Thumbs Up: Appetizers with chickpeas, eggplant, tomatoes, grains — like hummus, baba ganouj, tabouli, dolmas. Also, shish kabob, chicken with pita, fish cooked in tomatoes.
Healthy Choices for Indian Food
Thumbs Down: Samosas and creamy curries. Many Indian dishes are full of high-fat ghee (clarified butter), coconut oil and milk. When you’re eating out on a diet, read the menu closely.
Thumbs Up: Tandoori meats, vegetable or dal curries, and shish kabobs. South Indian food offers spicy vegetarian dishes — with cauliflower, peas, tomatoes, eggplant, lentils, rice, and chutney.
Mexican Food Fiesta
At Mexican eateries, dining out is a party. But beware the lard and cheese.
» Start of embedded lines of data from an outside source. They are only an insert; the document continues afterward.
//! # Core Data Model
//!
//! Pure data types shared across the registry, store, directory, and service
//! layers. Nothing in here owns a channel or a task.

use serde::{Deserialize, Serialize};
use std::fmt;

/// The opaque, printable key a shortened URL is addressed by.
///
/// A `ShortCode` is assigned exactly once by the
/// [`CodeAllocator`](crate::allocator::CodeAllocator) and is immutable
/// afterwards. It doubles as the actor key: every operation on a code is
/// serialized through the single live instance for that code.
#[derive(Debug, Clone, PartialEq, Eq, Hash, Serialize, Deserialize)]
pub struct ShortCode(String);

impl ShortCode {
    pub fn new(code: impl Into<String>) -> Self {
        Self(code.into())
    }

    pub fn as_str(&self) -> &str {
        &self.0
    }
}

impl fmt::Display for ShortCode {
    fn fmt(&self, f: &mut fmt::Formatter<'_>) -> fmt::Result {
        f.write_str(&self.0)
    }
}

impl From<&str> for ShortCode {
    fn from(s: &str) -> Self {
        Self(s.to_string())
    }
}

/// The durable record for one shortened URL.
///
/// Invariant: `full_url` was a well-formed absolute URI at the time it was
/// recorded. A record is written all-or-nothing; the store never exposes a
/// partially updated value.
#[derive(Debug, Clone, PartialEq, Eq, Serialize, Deserialize)]
pub struct UrlRecord {
    pub short_code: ShortCode,
    pub full_url: String,
}

/// Identifies one registry process ("node") in the deployment.
#[derive(Debug, Clone, Copy, PartialEq, Eq, Hash, Serialize, Deserialize)]
pub struct NodeId(pub u32);

impl fmt::Display for NodeId {
    fn fmt(&self, f: &mut fmt::Formatter<'_>) -> fmt::Result {
        write!(f, "node-{}", self.0)
    }
}

/// Monotonically increasing counter disambiguating successive owners of the
/// same key. A forwarded call carries the generation the sender resolved; the
/// owner rejects it with `StaleOwner` if ownership has moved on since.
#[derive(Debug, Clone, Copy, PartialEq, Eq, PartialOrd, Ord, Default, Serialize, Deserialize)]
pub struct Generation(pub u64);

impl Generation {
    pub fn next(self) -> Self {
        Self(self.0 + 1)
    }
}

impl fmt::Display for Generation {
    fn fmt(&self, f: &mut fmt::Formatter<'_>) -> fmt::Result {
        write!(f, "gen-{}", self.0)
    }
}

/// Lifecycle of an in-memory actor instance.
///
/// Activation is an explicit, observable transition rather than a hidden side
/// effect of message delivery: `Inactive → Activating → Active`, with
/// `Deactivating` entered only when the idle window elapses on an empty
/// mailbox. Destruction frees the in-memory instance; it never deletes the
/// durable record.
#[derive(Debug, Clone, Copy, PartialEq, Eq)]
pub enum Lifecycle {
    Inactive,
    Activating,
    Active,
    Deactivating,
}

impl fmt::Display for Lifecycle {
    fn fmt(&self, f: &mut fmt::Formatter<'_>) -> fmt::Result {
        let s = match self {
            Lifecycle::Inactive => "inactive",
            Lifecycle::Activating => "activating",
            Lifecycle::Active => "active",
            Lifecycle::Deactivating => "deactivating",
        };
        f.write_str(s)
    }
}

#[cfg(test)]
mod tests {
    use super::*;

    #[test]
    fn generation_is_monotonic() {
        let g = Generation::default();
        assert!(g.next() > g);
        assert_eq!(g.next().next(), Generation(2));
    }

    #[test]
    fn short_code_display_is_opaque() {
        let code = ShortCode::new("Ab3xY9");
        assert_eq!(code.to_string(), "Ab3xY9");
        assert_eq!(code.as_str(), "Ab3xY9");
    }
}
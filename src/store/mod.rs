//! # State Store
//!
//! Durable key→blob persistence consumed by the registry. The contract is
//! deliberately small: `get` and `put`, keyed by [`ShortCode`], with
//! durability-before-acknowledgment semantics and no partial writes. The
//! registry never deletes — deactivation frees the in-memory instance only.
//!
//! Two adapters ship with the crate: [`MemoryStore`] for tests and
//! single-process runs, and [`JsonFileStore`] which persists one JSON blob
//! per key with a temp-file-and-rename write so a crash mid-write leaves the
//! prior value intact.

mod file;
mod memory;

pub use file::JsonFileStore;
pub use memory::MemoryStore;

use crate::error::StoreError;
use crate::model::{ShortCode, UrlRecord};
use async_trait::async_trait;

/// Durable key→record persistence.
///
/// `put` must not return `Ok` until the record is durable; a failed `put`
/// must leave the previously stored value readable. Key-miss on `get` is not
/// an error — it means the key was never written.
#[async_trait]
pub trait StateStore: Send + Sync {
    async fn get(&self, key: &ShortCode) -> Result<Option<UrlRecord>, StoreError>;

    async fn put(&self, key: &ShortCode, record: &UrlRecord) -> Result<(), StoreError>;
}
Thumbs Down: Chips, fried tacos, refried beans, quesadillas, and chimichangas. They’re loaded with saturated fat and sodium.
Thumbs Up: Start with black bean soup or grilled shrimp. Share chicken or shrimp fajitas. Try grilled shrimp or fish, with fresh salsa; chili verde (pork); or arroz con pollo (chicken).
Healthy Italian Food
Pasta is the essence of Italian dining. But it can be a saturated fat-and-calorie disaster!
Thumbs Down: Creamy, cheesy sauces (like Alfredo). Fried calamari, pastas stuffed with cheese.
Thumbs Up: Light sauces, like primavera (vegetables); marsala (wine, mushrooms, beef stock); marinara (tomatoes, onions, garlic); or clam sauce. Have minestrone for starters, plus a heart-healthy glass of red wine.
How Pizza Can Be On Your Diet
Follow these healthy eating tips:
- Order a thin crust.
- Pile on vegetable toppings, and skip the meat.
- Ask for extra sauce — and half the cheese.
- Start with a salad.
- Stop after one or two slices, and take the rest home.
Watch for Hidden Fat
Thai food offers heart-healthy sauces and fresh vegetables. But saturated fat hides in foods fried in lard and coconut oil.
Thumbs Down: Fried spring rolls, coconut chicken soup (tom ka gai), duck.
Thumbs Up: Steamed spring rolls, hot-and-sour soup, pad thai (stir-fried noodles), vegetable stir fries, sticky rice.
Healthy Fast Food
Thumbs Up: Grilled chicken, chicken fajita pitas, turkey sandwiches, baked chips, or frozen yogurt.
Thumbs Down: Jumbo burgers, fried fish sandwiches, fried chicken, tacos, French fries, potato chips, milk shakes, cheese, mayonnaise, bacon.